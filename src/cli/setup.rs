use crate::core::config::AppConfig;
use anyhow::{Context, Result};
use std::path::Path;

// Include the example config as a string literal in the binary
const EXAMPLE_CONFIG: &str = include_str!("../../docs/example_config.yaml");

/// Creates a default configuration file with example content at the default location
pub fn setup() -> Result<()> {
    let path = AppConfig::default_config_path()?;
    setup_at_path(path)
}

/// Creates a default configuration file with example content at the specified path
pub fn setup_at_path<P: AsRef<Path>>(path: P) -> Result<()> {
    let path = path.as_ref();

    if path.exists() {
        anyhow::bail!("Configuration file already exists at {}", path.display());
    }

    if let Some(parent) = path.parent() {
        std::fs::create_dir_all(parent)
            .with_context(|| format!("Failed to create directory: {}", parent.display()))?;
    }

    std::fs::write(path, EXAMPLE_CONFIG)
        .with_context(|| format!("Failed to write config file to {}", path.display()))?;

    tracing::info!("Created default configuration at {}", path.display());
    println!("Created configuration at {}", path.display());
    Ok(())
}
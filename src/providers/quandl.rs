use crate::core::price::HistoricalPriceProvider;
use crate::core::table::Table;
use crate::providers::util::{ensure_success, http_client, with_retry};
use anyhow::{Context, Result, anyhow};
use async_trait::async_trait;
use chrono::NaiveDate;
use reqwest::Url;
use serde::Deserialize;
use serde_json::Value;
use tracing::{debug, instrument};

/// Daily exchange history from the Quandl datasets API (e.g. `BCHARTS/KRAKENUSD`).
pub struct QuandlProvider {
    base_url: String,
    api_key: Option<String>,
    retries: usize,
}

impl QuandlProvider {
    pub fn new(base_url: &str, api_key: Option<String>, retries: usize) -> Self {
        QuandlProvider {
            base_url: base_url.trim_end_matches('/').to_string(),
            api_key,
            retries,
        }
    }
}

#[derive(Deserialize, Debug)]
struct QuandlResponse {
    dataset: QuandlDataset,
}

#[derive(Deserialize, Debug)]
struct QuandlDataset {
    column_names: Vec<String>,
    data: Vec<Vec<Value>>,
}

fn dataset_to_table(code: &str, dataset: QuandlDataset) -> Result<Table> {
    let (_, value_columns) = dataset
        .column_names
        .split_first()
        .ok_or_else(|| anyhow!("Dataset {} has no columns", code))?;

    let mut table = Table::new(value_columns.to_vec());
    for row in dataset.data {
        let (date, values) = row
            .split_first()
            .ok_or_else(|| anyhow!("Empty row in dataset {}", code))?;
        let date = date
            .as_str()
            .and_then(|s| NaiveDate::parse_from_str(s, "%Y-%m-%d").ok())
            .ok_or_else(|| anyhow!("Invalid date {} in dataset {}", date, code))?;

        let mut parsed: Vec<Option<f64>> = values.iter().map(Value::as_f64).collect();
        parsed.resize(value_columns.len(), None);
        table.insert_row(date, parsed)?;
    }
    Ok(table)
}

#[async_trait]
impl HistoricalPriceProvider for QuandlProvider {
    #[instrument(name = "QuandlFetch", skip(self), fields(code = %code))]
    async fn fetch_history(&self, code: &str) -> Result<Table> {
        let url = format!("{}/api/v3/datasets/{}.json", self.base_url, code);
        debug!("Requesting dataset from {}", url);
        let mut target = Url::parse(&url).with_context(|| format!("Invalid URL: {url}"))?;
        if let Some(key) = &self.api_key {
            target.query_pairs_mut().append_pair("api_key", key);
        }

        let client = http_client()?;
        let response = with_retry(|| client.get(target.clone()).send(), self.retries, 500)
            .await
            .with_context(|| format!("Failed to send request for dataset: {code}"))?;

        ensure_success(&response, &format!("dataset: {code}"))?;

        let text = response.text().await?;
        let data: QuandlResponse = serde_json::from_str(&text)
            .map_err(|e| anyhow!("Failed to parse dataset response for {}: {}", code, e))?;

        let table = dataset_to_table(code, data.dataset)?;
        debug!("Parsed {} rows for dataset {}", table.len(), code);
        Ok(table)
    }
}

*-*-*

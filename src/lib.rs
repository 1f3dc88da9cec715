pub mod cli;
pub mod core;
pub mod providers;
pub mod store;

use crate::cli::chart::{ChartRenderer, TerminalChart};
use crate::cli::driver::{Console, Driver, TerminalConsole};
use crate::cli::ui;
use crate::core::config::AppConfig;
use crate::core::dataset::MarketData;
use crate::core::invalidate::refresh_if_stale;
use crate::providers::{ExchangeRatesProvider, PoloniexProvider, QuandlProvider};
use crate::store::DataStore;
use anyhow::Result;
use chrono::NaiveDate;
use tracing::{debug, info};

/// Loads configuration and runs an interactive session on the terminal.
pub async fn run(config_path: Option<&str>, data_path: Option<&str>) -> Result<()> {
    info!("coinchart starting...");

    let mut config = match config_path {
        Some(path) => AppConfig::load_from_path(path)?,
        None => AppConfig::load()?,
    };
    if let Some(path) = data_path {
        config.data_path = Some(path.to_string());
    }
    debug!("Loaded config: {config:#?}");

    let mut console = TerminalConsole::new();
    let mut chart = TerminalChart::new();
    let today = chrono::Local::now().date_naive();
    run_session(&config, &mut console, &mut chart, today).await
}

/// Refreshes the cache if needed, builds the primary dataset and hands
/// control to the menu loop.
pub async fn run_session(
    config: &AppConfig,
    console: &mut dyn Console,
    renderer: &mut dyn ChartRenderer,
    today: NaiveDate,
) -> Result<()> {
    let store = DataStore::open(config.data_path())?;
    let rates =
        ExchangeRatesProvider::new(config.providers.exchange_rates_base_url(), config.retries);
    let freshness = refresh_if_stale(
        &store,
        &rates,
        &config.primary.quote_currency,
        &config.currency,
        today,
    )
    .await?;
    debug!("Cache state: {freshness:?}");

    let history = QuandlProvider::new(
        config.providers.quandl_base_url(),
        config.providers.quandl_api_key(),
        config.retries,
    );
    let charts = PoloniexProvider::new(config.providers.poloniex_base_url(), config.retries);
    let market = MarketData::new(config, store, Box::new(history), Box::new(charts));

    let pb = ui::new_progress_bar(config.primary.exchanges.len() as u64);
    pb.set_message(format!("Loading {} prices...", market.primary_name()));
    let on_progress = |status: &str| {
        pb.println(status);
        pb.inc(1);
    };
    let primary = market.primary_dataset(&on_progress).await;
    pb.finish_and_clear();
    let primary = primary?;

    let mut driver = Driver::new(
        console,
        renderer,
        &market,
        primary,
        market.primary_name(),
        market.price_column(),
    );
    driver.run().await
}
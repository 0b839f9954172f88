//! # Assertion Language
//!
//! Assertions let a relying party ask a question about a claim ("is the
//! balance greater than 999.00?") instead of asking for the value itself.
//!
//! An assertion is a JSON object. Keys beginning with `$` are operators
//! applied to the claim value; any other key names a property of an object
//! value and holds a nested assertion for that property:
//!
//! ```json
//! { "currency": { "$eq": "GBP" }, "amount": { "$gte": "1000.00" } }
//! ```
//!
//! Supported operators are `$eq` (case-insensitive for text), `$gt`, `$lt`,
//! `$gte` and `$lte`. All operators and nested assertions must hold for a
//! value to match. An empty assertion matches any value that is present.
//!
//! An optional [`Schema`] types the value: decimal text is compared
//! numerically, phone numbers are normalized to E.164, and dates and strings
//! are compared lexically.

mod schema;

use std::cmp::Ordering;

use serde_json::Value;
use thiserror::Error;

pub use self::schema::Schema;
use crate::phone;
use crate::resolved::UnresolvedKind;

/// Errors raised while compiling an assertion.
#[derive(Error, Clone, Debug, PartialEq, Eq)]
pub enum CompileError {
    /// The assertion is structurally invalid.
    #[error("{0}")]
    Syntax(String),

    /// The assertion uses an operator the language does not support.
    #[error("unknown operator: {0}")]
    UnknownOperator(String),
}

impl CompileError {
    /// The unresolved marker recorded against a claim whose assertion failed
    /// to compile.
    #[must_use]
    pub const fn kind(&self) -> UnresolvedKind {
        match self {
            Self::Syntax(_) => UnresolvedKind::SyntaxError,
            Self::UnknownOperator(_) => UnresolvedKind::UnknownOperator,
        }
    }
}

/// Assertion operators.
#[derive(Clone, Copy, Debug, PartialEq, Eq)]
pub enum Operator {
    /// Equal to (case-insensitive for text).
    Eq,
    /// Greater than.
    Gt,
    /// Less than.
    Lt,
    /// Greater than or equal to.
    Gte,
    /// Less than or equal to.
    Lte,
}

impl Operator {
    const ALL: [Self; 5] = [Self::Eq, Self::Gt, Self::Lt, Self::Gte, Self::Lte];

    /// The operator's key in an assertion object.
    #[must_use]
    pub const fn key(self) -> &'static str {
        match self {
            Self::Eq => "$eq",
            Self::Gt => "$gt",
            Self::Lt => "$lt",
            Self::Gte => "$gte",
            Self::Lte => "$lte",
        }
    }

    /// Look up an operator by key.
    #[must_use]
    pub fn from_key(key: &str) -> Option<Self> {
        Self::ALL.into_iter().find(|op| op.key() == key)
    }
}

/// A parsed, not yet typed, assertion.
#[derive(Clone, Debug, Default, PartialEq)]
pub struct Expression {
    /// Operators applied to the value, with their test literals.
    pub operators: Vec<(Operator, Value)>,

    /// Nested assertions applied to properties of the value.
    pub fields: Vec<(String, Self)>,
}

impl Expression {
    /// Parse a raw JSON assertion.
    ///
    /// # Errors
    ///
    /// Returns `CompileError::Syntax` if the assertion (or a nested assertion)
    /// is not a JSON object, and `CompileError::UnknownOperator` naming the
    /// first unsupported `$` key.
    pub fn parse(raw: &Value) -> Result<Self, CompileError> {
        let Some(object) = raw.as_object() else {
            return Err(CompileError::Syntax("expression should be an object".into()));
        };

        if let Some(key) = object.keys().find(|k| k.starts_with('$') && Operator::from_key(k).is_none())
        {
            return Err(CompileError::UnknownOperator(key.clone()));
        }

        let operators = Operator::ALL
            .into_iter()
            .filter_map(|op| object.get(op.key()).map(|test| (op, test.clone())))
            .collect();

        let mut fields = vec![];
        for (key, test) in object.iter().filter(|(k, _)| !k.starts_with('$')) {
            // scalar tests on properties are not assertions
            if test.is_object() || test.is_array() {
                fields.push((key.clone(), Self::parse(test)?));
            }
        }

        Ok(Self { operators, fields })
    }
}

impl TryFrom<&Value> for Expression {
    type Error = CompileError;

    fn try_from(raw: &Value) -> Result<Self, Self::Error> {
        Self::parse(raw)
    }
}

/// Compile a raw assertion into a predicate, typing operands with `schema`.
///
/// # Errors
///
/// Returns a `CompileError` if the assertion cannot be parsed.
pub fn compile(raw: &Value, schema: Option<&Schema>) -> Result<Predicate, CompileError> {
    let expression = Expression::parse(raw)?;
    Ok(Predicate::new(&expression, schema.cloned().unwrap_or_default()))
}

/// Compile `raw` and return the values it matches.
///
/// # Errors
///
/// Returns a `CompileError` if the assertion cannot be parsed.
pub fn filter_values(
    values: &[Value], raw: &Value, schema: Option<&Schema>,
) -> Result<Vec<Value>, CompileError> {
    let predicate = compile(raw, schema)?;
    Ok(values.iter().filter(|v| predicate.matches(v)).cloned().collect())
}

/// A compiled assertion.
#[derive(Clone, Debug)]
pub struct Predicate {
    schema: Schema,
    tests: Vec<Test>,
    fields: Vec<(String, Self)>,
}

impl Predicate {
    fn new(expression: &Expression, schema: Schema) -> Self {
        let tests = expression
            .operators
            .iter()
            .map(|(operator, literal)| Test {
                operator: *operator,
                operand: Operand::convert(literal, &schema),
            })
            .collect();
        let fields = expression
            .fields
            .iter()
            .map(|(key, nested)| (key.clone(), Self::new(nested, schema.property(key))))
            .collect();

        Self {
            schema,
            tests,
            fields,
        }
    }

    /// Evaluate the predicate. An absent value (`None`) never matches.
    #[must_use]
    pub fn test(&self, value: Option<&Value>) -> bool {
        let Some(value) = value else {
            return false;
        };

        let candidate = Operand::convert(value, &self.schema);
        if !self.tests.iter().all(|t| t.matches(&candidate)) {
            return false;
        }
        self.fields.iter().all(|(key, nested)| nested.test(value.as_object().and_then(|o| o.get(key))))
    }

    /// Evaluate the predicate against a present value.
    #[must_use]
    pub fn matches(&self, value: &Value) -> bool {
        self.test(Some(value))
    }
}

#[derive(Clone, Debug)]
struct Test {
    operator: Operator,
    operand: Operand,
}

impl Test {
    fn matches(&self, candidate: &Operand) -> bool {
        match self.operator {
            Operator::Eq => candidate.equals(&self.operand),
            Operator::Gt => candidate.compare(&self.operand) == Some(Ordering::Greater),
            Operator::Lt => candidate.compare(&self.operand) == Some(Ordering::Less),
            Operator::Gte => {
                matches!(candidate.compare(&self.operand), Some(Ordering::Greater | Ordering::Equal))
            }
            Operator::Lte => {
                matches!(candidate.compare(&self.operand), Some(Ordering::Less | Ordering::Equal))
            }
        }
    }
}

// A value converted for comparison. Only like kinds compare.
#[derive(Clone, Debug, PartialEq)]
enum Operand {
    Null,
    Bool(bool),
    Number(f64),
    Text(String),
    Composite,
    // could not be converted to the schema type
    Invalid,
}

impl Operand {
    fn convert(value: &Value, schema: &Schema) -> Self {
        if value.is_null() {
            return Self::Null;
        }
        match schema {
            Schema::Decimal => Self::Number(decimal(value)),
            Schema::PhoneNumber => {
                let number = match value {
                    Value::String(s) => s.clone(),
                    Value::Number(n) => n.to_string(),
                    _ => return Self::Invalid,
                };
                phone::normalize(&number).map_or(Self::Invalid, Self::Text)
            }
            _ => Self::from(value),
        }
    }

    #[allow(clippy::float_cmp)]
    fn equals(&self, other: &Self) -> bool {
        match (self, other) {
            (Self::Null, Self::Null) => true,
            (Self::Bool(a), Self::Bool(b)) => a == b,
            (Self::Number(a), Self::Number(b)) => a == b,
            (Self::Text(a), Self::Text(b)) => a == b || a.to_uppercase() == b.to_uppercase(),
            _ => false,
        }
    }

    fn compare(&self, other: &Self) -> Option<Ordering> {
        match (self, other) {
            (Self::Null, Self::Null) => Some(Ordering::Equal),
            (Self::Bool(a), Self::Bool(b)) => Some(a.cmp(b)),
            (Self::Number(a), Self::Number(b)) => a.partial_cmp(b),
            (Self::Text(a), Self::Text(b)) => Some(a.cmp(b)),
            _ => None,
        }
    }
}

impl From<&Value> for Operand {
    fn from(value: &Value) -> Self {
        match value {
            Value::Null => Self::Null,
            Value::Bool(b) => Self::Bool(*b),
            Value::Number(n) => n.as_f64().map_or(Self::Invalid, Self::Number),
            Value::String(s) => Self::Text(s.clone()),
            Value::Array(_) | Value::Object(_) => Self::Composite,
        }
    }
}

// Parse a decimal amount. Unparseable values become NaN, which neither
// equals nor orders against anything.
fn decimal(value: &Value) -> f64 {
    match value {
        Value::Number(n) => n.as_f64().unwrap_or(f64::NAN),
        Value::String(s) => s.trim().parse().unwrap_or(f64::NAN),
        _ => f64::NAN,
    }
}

*-*-*

* _WHAT THE TASK REQUIRES_
Search the preceding listing for "PartialEq", then copy every line that holds it.

* _TASK OUTPUT_
#[derive(Error, Clone, Debug, PartialEq, Eq)]
#[derive(Clone, Copy, Debug, PartialEq, Eq)]
#[derive(Clone, Debug, Default, PartialEq)]
#[derive(Clone, Debug, PartialEq)]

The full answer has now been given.